* _Items from a dataset_
___
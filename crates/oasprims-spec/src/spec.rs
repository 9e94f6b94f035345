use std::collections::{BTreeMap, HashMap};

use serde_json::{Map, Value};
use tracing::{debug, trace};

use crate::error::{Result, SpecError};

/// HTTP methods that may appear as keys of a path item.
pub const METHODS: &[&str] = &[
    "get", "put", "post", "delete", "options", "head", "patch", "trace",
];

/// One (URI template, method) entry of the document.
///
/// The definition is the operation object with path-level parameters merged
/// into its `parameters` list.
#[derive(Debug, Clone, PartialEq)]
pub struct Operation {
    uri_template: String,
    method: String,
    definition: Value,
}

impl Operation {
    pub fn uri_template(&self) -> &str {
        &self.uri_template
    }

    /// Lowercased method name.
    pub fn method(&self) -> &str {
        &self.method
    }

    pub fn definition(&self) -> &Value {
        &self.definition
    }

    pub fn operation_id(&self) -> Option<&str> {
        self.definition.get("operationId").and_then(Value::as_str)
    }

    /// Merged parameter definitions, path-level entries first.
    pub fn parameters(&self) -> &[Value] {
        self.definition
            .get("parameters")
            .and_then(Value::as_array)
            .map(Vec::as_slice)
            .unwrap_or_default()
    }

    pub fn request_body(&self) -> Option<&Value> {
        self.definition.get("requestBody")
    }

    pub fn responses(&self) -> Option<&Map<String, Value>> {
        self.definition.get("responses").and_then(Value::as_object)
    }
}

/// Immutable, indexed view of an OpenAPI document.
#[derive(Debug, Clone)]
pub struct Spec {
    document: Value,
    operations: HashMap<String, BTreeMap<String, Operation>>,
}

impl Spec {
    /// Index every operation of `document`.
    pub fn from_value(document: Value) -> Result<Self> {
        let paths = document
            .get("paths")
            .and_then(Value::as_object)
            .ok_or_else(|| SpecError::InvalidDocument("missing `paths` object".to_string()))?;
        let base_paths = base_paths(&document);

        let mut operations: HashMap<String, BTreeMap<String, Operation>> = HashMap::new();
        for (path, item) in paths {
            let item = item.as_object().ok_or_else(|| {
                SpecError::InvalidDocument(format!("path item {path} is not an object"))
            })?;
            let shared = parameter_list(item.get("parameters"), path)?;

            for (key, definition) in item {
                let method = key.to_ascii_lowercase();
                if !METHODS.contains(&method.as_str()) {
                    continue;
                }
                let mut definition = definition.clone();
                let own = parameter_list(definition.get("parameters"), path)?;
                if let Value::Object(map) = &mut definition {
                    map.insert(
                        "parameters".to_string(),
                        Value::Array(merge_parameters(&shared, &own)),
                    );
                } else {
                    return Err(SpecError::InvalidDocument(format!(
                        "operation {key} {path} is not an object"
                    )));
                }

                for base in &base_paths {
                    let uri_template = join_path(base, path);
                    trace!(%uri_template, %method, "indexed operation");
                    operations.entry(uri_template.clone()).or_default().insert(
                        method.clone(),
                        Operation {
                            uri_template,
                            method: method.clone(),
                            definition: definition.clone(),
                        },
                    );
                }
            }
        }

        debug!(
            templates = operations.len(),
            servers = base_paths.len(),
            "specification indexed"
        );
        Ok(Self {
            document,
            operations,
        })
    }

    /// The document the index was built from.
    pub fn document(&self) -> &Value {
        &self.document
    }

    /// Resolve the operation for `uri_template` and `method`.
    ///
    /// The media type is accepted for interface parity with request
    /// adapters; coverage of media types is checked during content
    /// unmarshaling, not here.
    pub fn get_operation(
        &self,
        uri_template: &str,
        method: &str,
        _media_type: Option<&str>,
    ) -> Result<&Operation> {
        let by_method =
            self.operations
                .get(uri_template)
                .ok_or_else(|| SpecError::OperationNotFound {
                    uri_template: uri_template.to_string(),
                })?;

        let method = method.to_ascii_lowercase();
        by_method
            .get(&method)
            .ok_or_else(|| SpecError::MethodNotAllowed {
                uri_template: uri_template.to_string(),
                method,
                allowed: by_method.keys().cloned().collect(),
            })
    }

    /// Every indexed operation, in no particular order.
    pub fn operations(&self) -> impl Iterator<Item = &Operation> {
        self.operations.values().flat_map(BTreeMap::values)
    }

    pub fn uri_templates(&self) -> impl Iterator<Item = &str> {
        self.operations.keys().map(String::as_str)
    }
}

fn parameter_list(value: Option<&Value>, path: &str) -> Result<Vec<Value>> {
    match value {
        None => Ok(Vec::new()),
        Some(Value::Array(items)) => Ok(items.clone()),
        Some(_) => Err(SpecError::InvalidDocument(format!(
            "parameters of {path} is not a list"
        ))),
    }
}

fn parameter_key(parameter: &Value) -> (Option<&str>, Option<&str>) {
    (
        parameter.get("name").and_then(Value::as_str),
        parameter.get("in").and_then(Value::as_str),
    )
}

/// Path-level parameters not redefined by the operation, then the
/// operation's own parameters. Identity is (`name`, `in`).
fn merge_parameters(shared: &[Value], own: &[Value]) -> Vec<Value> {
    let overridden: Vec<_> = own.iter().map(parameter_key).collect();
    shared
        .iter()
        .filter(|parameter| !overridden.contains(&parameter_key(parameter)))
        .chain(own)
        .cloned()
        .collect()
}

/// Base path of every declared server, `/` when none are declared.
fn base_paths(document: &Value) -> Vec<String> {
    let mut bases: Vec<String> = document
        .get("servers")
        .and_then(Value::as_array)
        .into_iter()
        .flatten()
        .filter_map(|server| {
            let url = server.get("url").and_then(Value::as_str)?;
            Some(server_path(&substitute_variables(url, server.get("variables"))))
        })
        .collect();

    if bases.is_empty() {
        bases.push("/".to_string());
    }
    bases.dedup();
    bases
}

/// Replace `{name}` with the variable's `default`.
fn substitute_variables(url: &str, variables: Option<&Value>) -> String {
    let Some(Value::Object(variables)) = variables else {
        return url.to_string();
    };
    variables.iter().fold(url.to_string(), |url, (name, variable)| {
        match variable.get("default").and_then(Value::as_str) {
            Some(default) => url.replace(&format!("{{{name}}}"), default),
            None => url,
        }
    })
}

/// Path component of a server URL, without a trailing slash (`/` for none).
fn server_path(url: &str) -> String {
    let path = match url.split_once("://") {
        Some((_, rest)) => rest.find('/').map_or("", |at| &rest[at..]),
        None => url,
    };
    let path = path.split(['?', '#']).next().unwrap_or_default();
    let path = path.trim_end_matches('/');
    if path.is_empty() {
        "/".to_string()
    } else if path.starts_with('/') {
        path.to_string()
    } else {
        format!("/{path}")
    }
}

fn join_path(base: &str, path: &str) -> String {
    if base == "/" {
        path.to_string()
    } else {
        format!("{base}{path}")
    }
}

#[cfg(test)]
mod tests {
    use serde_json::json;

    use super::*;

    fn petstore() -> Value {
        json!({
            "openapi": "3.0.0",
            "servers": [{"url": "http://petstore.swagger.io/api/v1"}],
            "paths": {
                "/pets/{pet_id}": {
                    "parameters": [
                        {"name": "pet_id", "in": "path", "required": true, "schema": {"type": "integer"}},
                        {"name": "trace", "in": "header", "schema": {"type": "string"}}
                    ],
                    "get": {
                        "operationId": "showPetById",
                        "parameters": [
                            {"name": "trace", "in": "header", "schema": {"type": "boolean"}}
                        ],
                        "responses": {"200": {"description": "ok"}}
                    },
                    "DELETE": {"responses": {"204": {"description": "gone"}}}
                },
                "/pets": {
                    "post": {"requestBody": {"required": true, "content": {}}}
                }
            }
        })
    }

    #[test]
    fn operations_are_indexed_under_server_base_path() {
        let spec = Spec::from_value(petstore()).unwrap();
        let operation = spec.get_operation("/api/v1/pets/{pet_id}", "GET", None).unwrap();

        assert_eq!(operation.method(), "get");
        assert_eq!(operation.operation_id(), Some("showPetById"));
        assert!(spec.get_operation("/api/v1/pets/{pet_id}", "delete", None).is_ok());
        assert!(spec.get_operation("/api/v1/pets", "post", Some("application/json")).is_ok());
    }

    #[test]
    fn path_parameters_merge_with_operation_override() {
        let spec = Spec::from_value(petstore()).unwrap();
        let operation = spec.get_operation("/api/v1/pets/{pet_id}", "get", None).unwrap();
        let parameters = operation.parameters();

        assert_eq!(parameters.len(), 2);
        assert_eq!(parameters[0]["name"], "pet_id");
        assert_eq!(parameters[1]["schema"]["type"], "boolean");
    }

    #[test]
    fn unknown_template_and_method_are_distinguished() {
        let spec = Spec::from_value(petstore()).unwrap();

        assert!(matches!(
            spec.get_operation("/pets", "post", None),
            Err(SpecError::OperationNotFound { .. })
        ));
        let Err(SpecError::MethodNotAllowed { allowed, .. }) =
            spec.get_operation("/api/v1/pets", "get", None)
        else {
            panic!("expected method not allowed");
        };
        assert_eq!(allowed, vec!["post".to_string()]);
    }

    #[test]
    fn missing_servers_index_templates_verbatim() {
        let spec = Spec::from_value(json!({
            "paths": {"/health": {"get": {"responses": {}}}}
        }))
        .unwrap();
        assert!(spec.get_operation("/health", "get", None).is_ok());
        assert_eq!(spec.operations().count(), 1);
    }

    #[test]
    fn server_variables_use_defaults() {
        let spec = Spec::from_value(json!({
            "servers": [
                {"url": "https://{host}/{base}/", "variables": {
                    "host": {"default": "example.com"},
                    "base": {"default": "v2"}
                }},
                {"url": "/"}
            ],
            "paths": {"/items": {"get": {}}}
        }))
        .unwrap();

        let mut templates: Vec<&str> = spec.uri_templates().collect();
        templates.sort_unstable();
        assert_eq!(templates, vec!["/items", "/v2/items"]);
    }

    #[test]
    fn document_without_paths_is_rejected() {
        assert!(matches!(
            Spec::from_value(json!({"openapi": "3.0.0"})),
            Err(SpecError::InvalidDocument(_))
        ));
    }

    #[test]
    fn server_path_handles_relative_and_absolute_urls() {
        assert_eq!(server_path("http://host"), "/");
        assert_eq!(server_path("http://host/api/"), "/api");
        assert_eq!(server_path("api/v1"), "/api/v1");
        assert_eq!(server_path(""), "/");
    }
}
___
* _Work to complete_
Go through the entries and copy every line with "responses".

* _Finished exercise_
    pub fn responses(&self) -> Option<&Map<String, Value>> {
        self.definition.get("responses").and_then(Value::as_object)
                        "responses": {"200": {"description": "ok"}}
                    "DELETE": {"responses": {"204": {"description": "gone"}}}
            "paths": {"/health": {"get": {"responses": {}}}}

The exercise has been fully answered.